Arriva il farmaco che rallenta l'Alzheimer, presto sarà disponibile anche in Italia

Dopo Stati Uniti, Giappone e Regno Unito, anche i cittadini europei potranno presto accedere al farmaco anti-Alzheimer Lecanemab. Il Comitato per i Medicinali a Uso Umano dell’Ema (Agenzia Europea dei Medicinali) ha dato parere favorevole alla sua approvazione, raccomandandolo per il trattamento di pazienti adulti con compromissione cognitiva lieve o demenza lieve dovuta al morbo di Alzheimer e che presentano una specifica variante genetica.

Questa decisione rappresenta un passo avanti importante per i pazienti europei, che attendevano con impazienza il farmaco dopo la sua introduzione negli Stati Uniti nel 2023. Ora si attende il via libera definitivo della Commissione Europea, previsto entro pochi mesi.

Come funziona Lecanemab

Lecanemab è un anticorpo monoclonale progettato per colpire e ridurre le placche di beta amiloide nel cervello, uno dei principali responsabili del declino cognitivo legato all’Alzheimer. Questo meccanismo d’azione lo rende il primo trattamento in grado di rallentare significativamente la progressione della malattia nelle fasi iniziali.

Il farmaco è già stato approvato dalla FDA americana all’inizio del 2023 tramite una procedura accelerata e, dopo ulteriori studi, anche l’Ema ha riconosciuto la sua efficacia. Tuttavia, permangono alcuni limiti: non tutti i pazienti potranno beneficiare della terapia, e saranno necessari centri specializzati per la sua somministrazione e il monitoraggio.

Il parere degli esperti

La comunità scientifica accoglie con favore la notizia, pur mantenendo un approccio prudente.
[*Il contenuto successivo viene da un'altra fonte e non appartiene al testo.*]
macro_rules! impl_sequence {
    ($ty:ident<T $(, $s:ident)?>, $shape:ident, $push:ident, |$cap:ident| $new:expr $(, $($bound:tt)+)?) => {
        impl<T $(, $s)?> Sequence for $ty<T $(, $s)?>
        where
            T: Formattable $(+ $($bound)+)?,
            $($s: BuildHasher + Default + 'static,)?
        {
            type Item = T;
            const SHAPE: GenericShape = GenericShape::$shape;

            fn seq_len(&self) -> usize {
                self.len()
            }

            fn for_each_item<F>(&self, f: F) -> Result<()>
            where
                F: FnMut(&T) -> Result<()>,
            {
                self.iter().try_for_each(f)
            }

            fn with_capacity($cap: usize) -> Self {
                $new
            }

            fn push_item(&mut self, item: T) {
                self.$push(item);
            }
        }

        impl<T $(, $s)?> Formattable for $ty<T $(, $s)?>
        where
            T: Formattable $(+ $($bound)+)?,
            $($s: BuildHasher + Default + 'static,)?
        {
            const KIND: TypeKind = TypeKind::Generic(GenericShape::$shape);

            fn build_formatter(resolver: &Resolver) -> Result<Arc<dyn Formatter<Self>>> {
                CollectionFormatter::<Self>::build(resolver)
            }
        }
    };
}

impl_sequence!(Vec<T>, List, push, |capacity| Vec::with_capacity(capacity));
impl_sequence!(VecDeque<T>, Queue, push_back, |capacity| VecDeque::with_capacity(capacity));
impl_sequence!(LinkedList<T>, List, push_back, |_capacity| LinkedList::new());
impl_sequence!(BinaryHeap<T>, Heap, push, |capacity| BinaryHeap::with_capacity(capacity), Ord);
impl_sequence!(BTreeSet<T>, Set, insert_item, |_capacity| BTreeSet::new(), Ord);
impl_sequence!(
    HashSet<T, S>,
    Set,
    insert_item,
    |capacity| HashSet::with_capacity_and_hasher(capacity, S::default()),
    Eq + Hash
);

/// Set insertion that discards the "was new" flag.
trait InsertItem<T> {
    fn insert_item(&mut self, item: T);
}

impl<T: Ord> InsertItem<T> for BTreeSet<T> {
    fn insert_item(&mut self, item: T) {
        self.insert(item);
    }
}

impl<T: Eq + Hash, S: BuildHasher> InsertItem<T> for HashSet<T, S> {
    fn insert_item(&mut self, item: T) {
        self.insert(item);
    }
}

/// Formatter for any [`Sequence`]. A `Nil` payload decodes to an empty collection.
pub struct CollectionFormatter<C: Sequence> {
    item: Arc<dyn Formatter<C::Item>>,
}
use crate::depth::{self, DEFAULT_MAX_DEPTH};
use crate::formatter::{Formattable, Formatter};
use crate::pool::DEFAULT_SEGMENT_SIZE;
use crate::reader::{self, BufferReader, ByteSource};
use crate::resolver::Resolver;
use crate::writer::{BufferWriter, ByteSink};
use crate::{Result, ShapeError};
use bytes::Bytes;
use once_cell::sync::Lazy;
use std::any::Any;
use std::sync::Arc;

/// Runtime settings for a [`Codec`].
#[derive(Debug, Clone, PartialEq, Eq)]
pub struct CodecOptions {
    /// Deepest nesting allowed before [`crate::CodecError::DepthExceeded`].
    pub max_depth: usize,
    /// Capacity of each pooled segment when the codec owns the output.
    pub segment_size: usize,
    /// Whether [`Codec::deserialize`] fails when bytes are left after the value.
    pub reject_trailing_bytes: bool,
}

impl Default for CodecOptions {
    fn default() -> Self {
        Self {
            max_depth: DEFAULT_MAX_DEPTH,
            segment_size: DEFAULT_SEGMENT_SIZE,
            reject_trailing_bytes: true,
        }
    }
}

impl CodecOptions {
    pub fn with_max_depth(mut self, max_depth: usize) -> Self {
        self.max_depth = max_depth;
        self
    }

    pub fn with_segment_size(mut self, segment_size: usize) -> Self {
        self.segment_size = segment_size;
        self
    }

    pub fn with_reject_trailing_bytes(mut self, reject: bool) -> Self {
        self.reject_trailing_bytes = reject;
        self
    }
}

static GLOBAL: Lazy<Codec> = Lazy::new(|| Codec::new(Resolver::global().clone()));

/// Entry point for whole-value serialize and deserialize calls.
///
/// Each call sets up the depth limit, creates the writer or reader for that call only, and looks
/// the formatter up through the resolver.
#[derive(Debug, Clone)]
pub struct Codec {
    resolver: Resolver,
    options: CodecOptions,
}

impl Codec {
    pub fn new(resolver: Resolver) -> Self {
        Self::with_options(resolver, CodecOptions::default())
    }

    pub fn with_options(resolver: Resolver, options: CodecOptions) -> Self {
        Self { resolver, options }
    }

    /// Codec over the global resolver with default options.
    pub fn global() -> &'static Codec {
        &GLOBAL
    }

    pub fn resolver(&self) -> &Resolver {
        &self.resolver
    }

    pub fn options(&self) -> &CodecOptions {
        &self.options
    }

    pub fn formatter<T: Formattable>(&self) -> Result<Arc<dyn Formatter<T>>> {
        self.resolver.get_formatter::<T>()
    }

    /// Serializes into pooled segments and returns the bytes.
    pub fn serialize<T: Formattable>(&self, value: &T) -> Result<Bytes> {
        let formatter = self.formatter::<T>()?;
        let _scope = depth::scope(self.options.max_depth);
        let mut writer = BufferWriter::with_segment_size(self.options.segment_size);
        formatter.serialize(&mut writer, value)?;
        writer.flush_to_array()
    }

    /// Serializes into a caller-supplied sink and returns the number of bytes written.
    pub fn serialize_into<T: Formattable>(&self, value: &T, sink: &mut dyn ByteSink) -> Result<usize> {
        let formatter = self.formatter::<T>()?;
        let _scope = depth::scope(self.options.max_depth);
        let mut writer = BufferWriter::new(sink);
        formatter.serialize(&mut writer, value)?;
        writer.commit()?;
        Ok(writer.written())
    }

    pub fn serialize_to_vec<T: Formattable>(&self, value: &T) -> Result<Vec<u8>> {
        let mut output = Vec::with_capacity(self.formatter::<T>()?.default_length());
        self.serialize_into(value, &mut output)?;
        Ok(output)
    }

    /// Serializes a value whose type is only known at runtime.
    ///
    /// The type must have been registered or resolved before.
    pub fn serialize_dyn(&self, value: &dyn Any) -> Result<Bytes> {
        let formatter = self.resolver.get_formatter_dyn(value.type_id())?;
        let _scope = depth::scope(self.options.max_depth);
        let mut writer = BufferWriter::with_segment_size(self.options.segment_size);
        formatter.serialize_dyn(&mut writer, value)?;
        writer.flush_to_array()
    }

    /// Decodes one value from `bytes`.
    ///
    /// With `reject_trailing_bytes` set, the value must use the whole slice.
    pub fn deserialize<T: Formattable>(&self, bytes: &[u8]) -> Result<T> {
        let mut reader = BufferReader::new(bytes);
        let value = self.deserialize_from(&mut reader)?;
        if self.options.reject_trailing_bytes && !reader.is_empty() {
            return Err(ShapeError::TrailingBytes {
                remaining: reader.remaining(),
            }
            .into());
        }
        Ok(value)
    }

    /// Decodes one value at the reader's cursor, leaving the cursor after it.
    pub fn deserialize_from<T: Formattable>(&self, reader: &mut BufferReader<'_>) -> Result<T> {
        let formatter = self.formatter::<T>()?;
        let _scope = depth::scope(self.options.max_depth);
        formatter.deserialize(reader)
    }

    /// Gathers a chunked source and decodes one value from it.
    pub fn deserialize_source<T: Formattable>(&self, source: &mut dyn ByteSource) -> Result<T> {
        let bytes = reader::gather(source);
        self.deserialize(&bytes)
    }

    /// Exact encoded size of `value`.
    pub fn length<T: Formattable>(&self, value: &T) -> Result<usize> {
        let formatter = self.formatter::<T>()?;
        let _scope = depth::scope(self.options.max_depth);
        formatter.length(value)
    }
}
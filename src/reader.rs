//! Forward-only, transactional cursor over encoded bytes.
//!
//! Every read either succeeds and moves the cursor, or fails and leaves it where it was.

use crate::scalar::{self, Endian, Scalar};
use crate::tags::{self, NIL};
use crate::{CapacityError, CodecError, Result, ShapeError};
use bytes::{Bytes, BytesMut};

#[derive(Debug, Clone)]
pub struct BufferReader<'a> {
    data: &'a [u8],
    position: usize,
}

impl<'a> BufferReader<'a> {
    pub fn new(data: &'a [u8]) -> Self {
        Self { data, position: 0 }
    }

    pub fn position(&self) -> usize {
        self.position
    }

    pub fn remaining(&self) -> usize {
        self.data.len() - self.position
    }

    pub fn is_empty(&self) -> bool {
        self.remaining() == 0
    }

    pub fn remaining_slice(&self) -> &'a [u8] {
        &self.data[self.position..]
    }

    fn insufficient(&self, needed: usize) -> CodecError {
        CodecError::InsufficientData {
            needed,
            remaining: self.remaining(),
        }
    }

    /// Reads a big-endian `T` without moving the cursor.
    pub fn try_peek<T: Scalar>(&self) -> Option<T> {
        let bytes = self.remaining_slice().get(..T::SIZE)?;
        Some(scalar::decode(bytes, Endian::Big))
    }

    /// Reads a big-endian `T`, or returns `None` and leaves the cursor alone.
    pub fn try_read<T: Scalar>(&mut self) -> Option<T> {
        let value = self.try_peek::<T>()?;
        self.position += T::SIZE;
        Some(value)
    }

    pub fn peek_u8(&self) -> Option<u8> {
        self.remaining_slice().first().copied()
    }

    /// Copies up to `destination.len()` bytes and returns how many were copied.
    pub fn read(&mut self, destination: &mut [u8]) -> usize {
        let count = destination.len().min(self.remaining());
        destination[..count].copy_from_slice(&self.data[self.position..self.position + count]);
        self.position += count;
        count
    }

    pub fn advance(&mut self, count: usize) -> Result<()> {
        let remaining = self.remaining();
        if count > remaining {
            return Err(CapacityError::AdvancePastEnd { count, remaining }.into());
        }
        self.position += count;
        Ok(())
    }

    /// Moves the cursor back by `count` bytes.
    pub fn rewind(&mut self, count: usize) -> Result<()> {
        if count > self.position {
            return Err(CapacityError::RewindPastStart {
                count,
                position: self.position,
            }
            .into());
        }
        self.position -= count;
        Ok(())
    }

    pub fn read_scalar<T: Scalar>(&mut self) -> Result<T> {
        self.read_scalar_with(Endian::Big)
    }

    pub fn read_scalar_with<T: Scalar>(&mut self, endian: Endian) -> Result<T> {
        let bytes = self
            .remaining_slice()
            .get(..T::SIZE)
            .ok_or_else(|| self.insufficient(T::SIZE))?;
        let value = scalar::decode(bytes, endian);
        self.position += T::SIZE;
        Ok(value)
    }

    pub fn read_u8(&mut self) -> Result<u8> {
        let byte = self.peek_u8().ok_or_else(|| self.insufficient(1))?;
        self.position += 1;
        Ok(byte)
    }

    /// Borrows the next `len` bytes.
    pub fn read_bytes(&mut self, len: usize) -> Result<&'a [u8]> {
        let data = self.data;
        let bytes = data[self.position..]
            .get(..len)
            .ok_or_else(|| self.insufficient(len))?;
        self.position += len;
        Ok(bytes)
    }

    /// Consumes `tag` if it is next. Otherwise fails with [`ShapeError::UnexpectedTag`].
    pub fn expect_tag(&mut self, tag: u8) -> Result<()> {
        let actual = self.peek_u8().ok_or_else(|| self.insufficient(1))?;
        if actual != tag {
            return Err(ShapeError::UnexpectedTag {
                expected: tag,
                actual,
            }
            .into());
        }
        self.position += 1;
        Ok(())
    }

    /// Consumes a `Nil` tag if one is next.
    pub fn try_read_nil(&mut self) -> bool {
        if self.peek_u8() == Some(NIL) {
            self.position += 1;
            true
        } else {
            false
        }
    }

    pub fn read_count(&mut self) -> Result<usize> {
        Ok(self.read_scalar::<u32>()? as usize)
    }

    /// Reads a structural header and returns its count.
    ///
    /// The count is checked against the bytes left after the header. On any failure the cursor is
    /// back where it started.
    pub fn read_header(&mut self, tag: u8) -> Result<usize> {
        let start = self.position;
        self.expect_tag(tag)?;
        let count = match self.read_count() {
            Ok(count) => count,
            Err(err) => {
                self.position = start;
                return Err(err);
            }
        };
        let remaining = self.remaining();
        if count > remaining {
            self.position = start;
            return Err(ShapeError::CountExceedsRemaining { count, remaining }.into());
        }
        Ok(count)
    }
}

/// A source of encoded bytes delivered in chunks.
pub trait ByteSource {
    /// The next readable chunk, or `None` when the source is exhausted.
    fn next_chunk(&mut self) -> Option<Bytes>;
}

impl<I> ByteSource for I
where
    I: Iterator<Item = Bytes>,
{
    fn next_chunk(&mut self) -> Option<Bytes> {
        self.next()
    }
}

/// Collects every chunk into one contiguous buffer. A single chunk is returned without copying.
pub fn gather(source: &mut dyn ByteSource) -> Bytes {
    let first = match source.next_chunk() {
        Some(chunk) => chunk,
        None => return Bytes::new(),
    };
    let second = match source.next_chunk() {
        Some(chunk) => chunk,
        None => return first,
    };
    let mut joined = BytesMut::with_capacity(first.len() + second.len());
    joined.extend_from_slice(&first);
    joined.extend_from_slice(&second);
    while let Some(chunk) = source.next_chunk() {
        joined.extend_from_slice(&chunk);
    }
    joined.freeze()
}

impl std::fmt::Display for BufferReader<'_> {
    fn fmt(&self, f: &mut std::fmt::Formatter<'_>) -> std::fmt::Result {
        match self.peek_u8() {
            Some(tag) => write!(
                f,
                "offset {} of {}, next 0x{:02X} ({})",
                self.position,
                self.data.len(),
                tag,
                tags::tag_name(tag)
            ),
            None => write!(f, "offset {} of {}, at end", self.position, self.data.len()),
        }
    }
}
Alessandro Padovani, presidente della Società Italiana di Neurologia, e Marco Bozzali, presidente della Società Italiana per lo Studio delle Demenze, sottolineano:

«Questa approvazione segna un nuovo capitolo nel trattamento dell’Alzheimer, soprattutto per i pazienti nelle fasi iniziali della malattia. Tuttavia, non tutti i malati potranno accedere a questo trattamento».

Anche Mario Possenti, segretario generale di Federazione Alzheimer Italia, invita alla cautela:

«Avere un nuovo farmaco è un risultato importante, ma non possiamo ignorare i limiti di questa terapia. Innanzitutto, il gruppo di beneficiari sarà ristretto, e il nostro Paese dispone di pochi centri attrezzati per gestire la somministrazione e il monitoraggio».

Ad oggi, in Italia, solo il 10,4% dei Centri per i Disturbi Cognitivi e le Demenze è adeguatamente equipaggiato, con una distribuzione disomogenea che penalizza soprattutto le regioni del Sud.

Effetti collaterali e costi

Lecanemab non è esente da rischi: può causare effetti collaterali gravi, tra cui sanguinamenti o accumulo di liquidi nel cervello, fenomeni noti come "ARIA". Per questo motivo, l’Ema ha raccomandato l’adozione di misure di sicurezza, come esami diagnostici periodici per i pazienti in trattamento.

Anche i costi rappresentano una sfida. Negli Stati Uniti, il prezzo del farmaco si aggira intorno ai 26.000 dollari l’anno. Nel Regno Unito, pur approvato, non è rimborsato dal sistema sanitario. In Italia, sarà cruciale definire un piano di accesso equo per i pazienti.

Un appello al governo

Oltre alla disponibilità del farmaco, la Federazione Alzheimer Italia sottolinea l’importanza di un approccio integrato alla cura:

«I farmaci sono solo una parte della risposta. È fondamentale garantire un’assistenza completa, che includa supporto psicologico, aiuti economici e iniziative di inclusione per le persone con demenza e le loro famiglie».

La speranza è che Lecanemab rappresenti non solo un progresso scientifico, ma anche un’opportunità per ripensare il sistema di assistenza ai malati di Alzheimer in modo più equo e sostenibile.